→ TASK PROMPT
When a line in the listing below contains the word "early", return a copy of that line.
#### EXCERPTED RECORDS
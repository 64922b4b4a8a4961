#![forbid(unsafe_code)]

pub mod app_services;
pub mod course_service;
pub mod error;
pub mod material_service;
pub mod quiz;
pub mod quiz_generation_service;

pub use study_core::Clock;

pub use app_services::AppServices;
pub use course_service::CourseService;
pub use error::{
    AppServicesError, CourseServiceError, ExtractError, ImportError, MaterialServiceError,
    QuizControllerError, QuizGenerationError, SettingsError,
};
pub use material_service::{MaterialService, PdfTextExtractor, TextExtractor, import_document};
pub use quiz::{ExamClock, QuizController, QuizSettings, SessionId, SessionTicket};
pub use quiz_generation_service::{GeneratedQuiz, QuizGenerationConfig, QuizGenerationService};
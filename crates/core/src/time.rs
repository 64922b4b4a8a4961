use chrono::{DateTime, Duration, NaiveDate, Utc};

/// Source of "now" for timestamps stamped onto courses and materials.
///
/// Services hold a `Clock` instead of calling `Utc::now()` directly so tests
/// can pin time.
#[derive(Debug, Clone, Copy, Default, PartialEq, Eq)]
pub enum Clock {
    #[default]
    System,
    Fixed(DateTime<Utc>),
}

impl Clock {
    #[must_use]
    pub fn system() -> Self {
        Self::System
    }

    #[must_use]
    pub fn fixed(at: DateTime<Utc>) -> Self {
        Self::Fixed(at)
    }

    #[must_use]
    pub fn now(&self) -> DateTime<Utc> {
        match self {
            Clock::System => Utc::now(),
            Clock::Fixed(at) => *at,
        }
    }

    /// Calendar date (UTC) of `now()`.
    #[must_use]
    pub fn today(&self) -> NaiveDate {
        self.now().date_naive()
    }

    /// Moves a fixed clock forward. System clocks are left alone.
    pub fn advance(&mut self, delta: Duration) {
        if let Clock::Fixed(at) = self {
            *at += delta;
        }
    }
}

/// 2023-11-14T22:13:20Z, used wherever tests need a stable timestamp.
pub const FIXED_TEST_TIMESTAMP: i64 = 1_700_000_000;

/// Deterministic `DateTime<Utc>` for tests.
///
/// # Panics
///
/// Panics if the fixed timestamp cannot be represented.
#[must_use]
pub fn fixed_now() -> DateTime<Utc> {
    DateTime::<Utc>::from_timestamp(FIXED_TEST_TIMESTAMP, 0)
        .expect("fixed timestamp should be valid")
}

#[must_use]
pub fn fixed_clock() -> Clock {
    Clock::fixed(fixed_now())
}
########
#### EXCERPTED RECORDS
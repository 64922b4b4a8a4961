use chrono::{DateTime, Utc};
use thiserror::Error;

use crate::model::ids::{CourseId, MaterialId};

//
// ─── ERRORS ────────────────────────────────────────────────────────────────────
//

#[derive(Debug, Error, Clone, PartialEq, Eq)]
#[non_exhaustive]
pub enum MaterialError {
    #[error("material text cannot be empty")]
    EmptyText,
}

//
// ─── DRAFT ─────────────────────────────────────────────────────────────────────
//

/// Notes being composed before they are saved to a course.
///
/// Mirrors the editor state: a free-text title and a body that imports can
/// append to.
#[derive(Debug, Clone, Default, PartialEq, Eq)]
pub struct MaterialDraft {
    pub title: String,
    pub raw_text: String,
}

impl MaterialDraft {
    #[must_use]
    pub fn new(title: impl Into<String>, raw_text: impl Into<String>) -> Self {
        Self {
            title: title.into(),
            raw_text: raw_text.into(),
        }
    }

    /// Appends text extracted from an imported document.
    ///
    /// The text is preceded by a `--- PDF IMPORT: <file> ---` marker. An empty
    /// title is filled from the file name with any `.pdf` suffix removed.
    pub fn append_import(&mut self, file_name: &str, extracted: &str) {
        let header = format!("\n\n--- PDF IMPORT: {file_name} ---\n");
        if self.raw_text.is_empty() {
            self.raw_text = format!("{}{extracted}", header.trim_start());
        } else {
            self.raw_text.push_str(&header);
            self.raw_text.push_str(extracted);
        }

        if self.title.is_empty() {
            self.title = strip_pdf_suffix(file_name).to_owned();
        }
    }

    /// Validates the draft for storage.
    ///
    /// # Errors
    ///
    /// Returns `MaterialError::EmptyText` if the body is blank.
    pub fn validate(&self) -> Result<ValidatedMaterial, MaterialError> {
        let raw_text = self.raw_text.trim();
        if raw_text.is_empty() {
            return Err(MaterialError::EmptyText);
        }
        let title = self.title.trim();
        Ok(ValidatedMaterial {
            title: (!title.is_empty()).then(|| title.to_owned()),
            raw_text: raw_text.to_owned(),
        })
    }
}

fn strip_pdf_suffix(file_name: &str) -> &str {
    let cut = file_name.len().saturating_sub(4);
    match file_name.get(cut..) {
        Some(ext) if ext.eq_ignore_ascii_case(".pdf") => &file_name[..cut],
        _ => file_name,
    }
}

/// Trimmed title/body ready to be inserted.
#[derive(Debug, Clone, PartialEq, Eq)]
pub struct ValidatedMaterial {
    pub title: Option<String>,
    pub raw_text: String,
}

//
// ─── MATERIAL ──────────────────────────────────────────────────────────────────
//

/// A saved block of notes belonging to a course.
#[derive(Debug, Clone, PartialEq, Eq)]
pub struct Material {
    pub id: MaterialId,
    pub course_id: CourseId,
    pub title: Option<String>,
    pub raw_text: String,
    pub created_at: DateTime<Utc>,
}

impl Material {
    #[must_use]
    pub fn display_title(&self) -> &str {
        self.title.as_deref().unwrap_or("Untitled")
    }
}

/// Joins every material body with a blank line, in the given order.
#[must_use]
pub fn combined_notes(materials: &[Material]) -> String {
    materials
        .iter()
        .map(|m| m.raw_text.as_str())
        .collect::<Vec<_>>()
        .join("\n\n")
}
########
#### EXCERPTED RECORDS
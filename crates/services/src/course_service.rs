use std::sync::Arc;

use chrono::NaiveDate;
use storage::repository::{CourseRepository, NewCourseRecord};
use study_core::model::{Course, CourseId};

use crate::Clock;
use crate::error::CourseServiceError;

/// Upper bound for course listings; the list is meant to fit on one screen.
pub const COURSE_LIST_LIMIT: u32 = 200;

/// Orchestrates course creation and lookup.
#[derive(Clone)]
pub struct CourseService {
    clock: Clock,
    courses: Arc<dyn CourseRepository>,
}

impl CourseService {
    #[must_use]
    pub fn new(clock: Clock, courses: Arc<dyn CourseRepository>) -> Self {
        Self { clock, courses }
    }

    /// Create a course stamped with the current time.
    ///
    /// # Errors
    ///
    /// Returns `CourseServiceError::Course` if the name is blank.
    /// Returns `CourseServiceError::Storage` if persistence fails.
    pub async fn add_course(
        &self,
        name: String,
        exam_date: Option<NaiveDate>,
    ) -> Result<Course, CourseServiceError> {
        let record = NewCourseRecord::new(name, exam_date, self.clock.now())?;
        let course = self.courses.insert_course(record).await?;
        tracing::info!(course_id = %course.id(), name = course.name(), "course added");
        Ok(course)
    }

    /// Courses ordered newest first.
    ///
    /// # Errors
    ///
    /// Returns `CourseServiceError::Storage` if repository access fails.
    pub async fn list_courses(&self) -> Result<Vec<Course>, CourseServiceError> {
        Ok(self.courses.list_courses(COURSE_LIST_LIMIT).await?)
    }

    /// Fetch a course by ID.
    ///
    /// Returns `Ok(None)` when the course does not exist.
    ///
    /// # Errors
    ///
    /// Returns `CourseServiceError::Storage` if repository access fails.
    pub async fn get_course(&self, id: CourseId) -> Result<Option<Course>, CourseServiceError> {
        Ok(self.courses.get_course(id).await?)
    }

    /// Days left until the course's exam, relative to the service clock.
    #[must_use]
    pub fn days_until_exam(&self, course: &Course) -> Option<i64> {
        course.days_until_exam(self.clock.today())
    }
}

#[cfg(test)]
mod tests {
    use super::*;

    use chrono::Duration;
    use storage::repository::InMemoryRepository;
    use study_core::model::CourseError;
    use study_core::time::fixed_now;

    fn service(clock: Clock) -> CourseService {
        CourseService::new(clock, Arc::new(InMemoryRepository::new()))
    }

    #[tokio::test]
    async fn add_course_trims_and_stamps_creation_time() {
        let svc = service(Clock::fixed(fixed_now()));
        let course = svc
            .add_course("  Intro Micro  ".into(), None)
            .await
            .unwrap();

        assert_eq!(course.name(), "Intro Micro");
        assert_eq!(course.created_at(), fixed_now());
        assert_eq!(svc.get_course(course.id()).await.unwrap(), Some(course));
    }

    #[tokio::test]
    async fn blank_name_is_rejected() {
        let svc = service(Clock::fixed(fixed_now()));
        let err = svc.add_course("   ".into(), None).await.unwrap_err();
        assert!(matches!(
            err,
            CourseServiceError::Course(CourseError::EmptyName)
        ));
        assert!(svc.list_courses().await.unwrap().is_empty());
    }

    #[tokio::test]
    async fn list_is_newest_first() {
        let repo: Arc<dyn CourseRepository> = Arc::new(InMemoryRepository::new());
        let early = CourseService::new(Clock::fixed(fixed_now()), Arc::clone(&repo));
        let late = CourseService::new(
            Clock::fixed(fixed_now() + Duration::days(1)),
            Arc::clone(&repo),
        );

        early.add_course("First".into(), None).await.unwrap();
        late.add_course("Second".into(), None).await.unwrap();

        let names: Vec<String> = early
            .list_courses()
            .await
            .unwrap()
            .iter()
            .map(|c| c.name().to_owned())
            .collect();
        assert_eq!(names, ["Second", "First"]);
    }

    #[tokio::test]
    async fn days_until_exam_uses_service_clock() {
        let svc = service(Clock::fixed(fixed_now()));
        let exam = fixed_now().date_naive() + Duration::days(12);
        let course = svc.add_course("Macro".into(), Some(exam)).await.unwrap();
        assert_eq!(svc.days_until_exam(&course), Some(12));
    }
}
########
→ TASK ANSWER
        let early = CourseService::new(Clock::fixed(fixed_now()), Arc::clone(&repo));
        early.add_course("First".into(), None).await.unwrap();
        let names: Vec<String> = early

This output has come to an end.